• [Your goal]: Can you quote, word for word, every line from the first line of the records below through the line containing "holds its wiring.", and nothing else?

━━━━━ Records to use

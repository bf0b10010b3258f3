//! Conversation orchestration
//!
//! Sequences intent resolution, place verification, and collaborator
//! calls for one utterance, and composes the reply. All state travels in
//! the history the caller passes in and gets back; the orchestrator
//! itself only holds its wiring.

use tracing::{debug, instrument, warn};

use crate::geocoding::PlaceVerifier;
use crate::intent::{Clarifier, Intent, IntentResolver, PatternResolver};
use crate::models::Turn;
use crate::places::AttractionProvider;
use crate::response;
use crate::weather::WeatherProvider;

/// Length-of-stay wording that gets the trip-duration clarification
const DURATION_KEYWORDS: &[&str] = &["how many days", "how long", "duration", "stay"];

/// General trip wording that gets the trip-planning clarification
const TRIP_KEYWORDS: &[&str] = &["trip", "travel", "vacation", "holiday", "tour"];

pub struct ConversationOrchestrator {
    resolver: Box<dyn IntentResolver>,
    heuristic: PatternResolver,
    clarifier: Option<Box<dyn Clarifier>>,
    verifier: Box<dyn PlaceVerifier>,
    weather: Box<dyn WeatherProvider>,
    places: Box<dyn AttractionProvider>,
    attraction_limit: usize,
}

impl ConversationOrchestrator {
    #[must_use]
    pub fn new(
        verifier: Box<dyn PlaceVerifier>,
        weather: Box<dyn WeatherProvider>,
        places: Box<dyn AttractionProvider>,
    ) -> Self {
        Self {
            resolver: Box::new(PatternResolver),
            heuristic: PatternResolver,
            clarifier: None,
            verifier,
            weather,
            places,
            attraction_limit: 5,
        }
    }

    /// Replace the heuristic intent resolver, usually with a model-based
    /// one. Resolver failures still land on the pattern rules.
    #[must_use]
    pub fn with_resolver(mut self, resolver: Box<dyn IntentResolver>) -> Self {
        self.resolver = resolver;
        self
    }

    /// Add a clarifier consulted before the canned clarification ladder.
    #[must_use]
    pub fn with_clarifier(mut self, clarifier: Box<dyn Clarifier>) -> Self {
        self.clarifier = Some(clarifier);
        self
    }

    #[must_use]
    pub fn with_attraction_limit(mut self, limit: usize) -> Self {
        self.attraction_limit = limit;
        self
    }

    /// Interprets one utterance and appends both sides of the exchange to
    /// the history. Never fails: every problem downgrades to an
    /// apologetic reply.
    #[instrument(skip(self, history), fields(turns = history.len()))]
    pub async fn process(&self, utterance: &str, mut history: Vec<Turn>) -> (String, Vec<Turn>) {
        history.push(Turn::user(utterance));

        let intent = self.resolve_intent(utterance, &history).await;
        debug!(?intent, "Resolved intent");

        let reply = match intent.place.as_deref().filter(|place| !place.is_empty()) {
            Some(place) => self.answer(place, &intent).await,
            None => self.clarify(utterance, &history).await,
        };

        history.push(Turn::assistant(reply.clone()));
        (reply, history)
    }

    async fn resolve_intent(&self, utterance: &str, history: &[Turn]) -> Intent {
        match self.resolver.resolve(utterance, history).await {
            Ok(intent) => intent,
            Err(error) => {
                warn!("Intent resolver failed, using pattern rules: {error:#}");
                self.heuristic.extract(utterance)
            }
        }
    }

    /// The no-place clarification ladder: configured clarifier first,
    /// then canned replies keyed on duration and trip wording.
    async fn clarify(&self, utterance: &str, history: &[Turn]) -> String {
        if let Some(clarifier) = &self.clarifier {
            match clarifier.respond(utterance, history).await {
                Ok(reply) => return reply,
                Err(error) => warn!("Clarifier failed, using canned replies: {error:#}"),
            }
        }

        let lower = utterance.to_lowercase();
        if DURATION_KEYWORDS.iter().any(|keyword| lower.contains(keyword)) {
            response::TRIP_DURATION_CLARIFICATION.to_string()
        } else if TRIP_KEYWORDS.iter().any(|keyword| lower.contains(keyword)) {
            response::TRIP_PLANNING_CLARIFICATION.to_string()
        } else {
            response::NO_PLACE_CLARIFICATION.to_string()
        }
    }

    async fn answer(&self, place: &str, intent: &Intent) -> String {
        let verified = match self.verifier.verify(place).await {
            Ok(coordinates) => coordinates,
            Err(error) => {
                warn!("Place verification failed for '{place}': {error:#}");
                None
            }
        };
        let Some(coordinates) = verified else {
            return response::unknown_place(place);
        };
        debug!(
            "Verified '{place}' as {} ({})",
            coordinates.display_name,
            coordinates.format_coordinates()
        );

        let mut fragments = Vec::new();
        let mut weather_ok = false;
        let mut places_ok = false;

        if intent.needs_weather {
            match self.weather.fetch(place).await {
                Ok(Some(fact)) => {
                    weather_ok = true;
                    fragments.push(response::weather_reply(&fact));
                }
                Ok(None) => fragments.push(response::no_weather(place)),
                Err(error) => {
                    warn!("Weather lookup failed for '{place}': {error:#}");
                    fragments.push(response::no_weather(place));
                }
            }
        }

        // Attractions when asked for, and as the trip-planning default
        // when neither flag is set.
        if intent.needs_places || !intent.needs_weather {
            match self.places.fetch(place, self.attraction_limit).await {
                Ok(attractions) if !attractions.is_empty() => {
                    places_ok = true;
                    fragments.push(response::places_reply(place, &attractions));
                }
                Ok(_) => fragments.push(response::no_attractions(place)),
                Err(error) => {
                    warn!("Attraction lookup failed for '{place}': {error:#}");
                    fragments.push(response::no_attractions(place));
                }
            }
        }

        let use_connective =
            intent.needs_weather && intent.needs_places && weather_ok && places_ok;
        response::compose(&fragments, use_connective)
    }
}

━━━━━━━━━━

• [Reply]:
repository bf0b10010b3258f3
//! Conversation orchestration
//!
//! Sequences intent resolution, place verification, and collaborator
//! calls for one utterance, and composes the reply. All state travels in
//! the history the caller passes in and gets back; the orchestrator
//! itself only holds its wiring.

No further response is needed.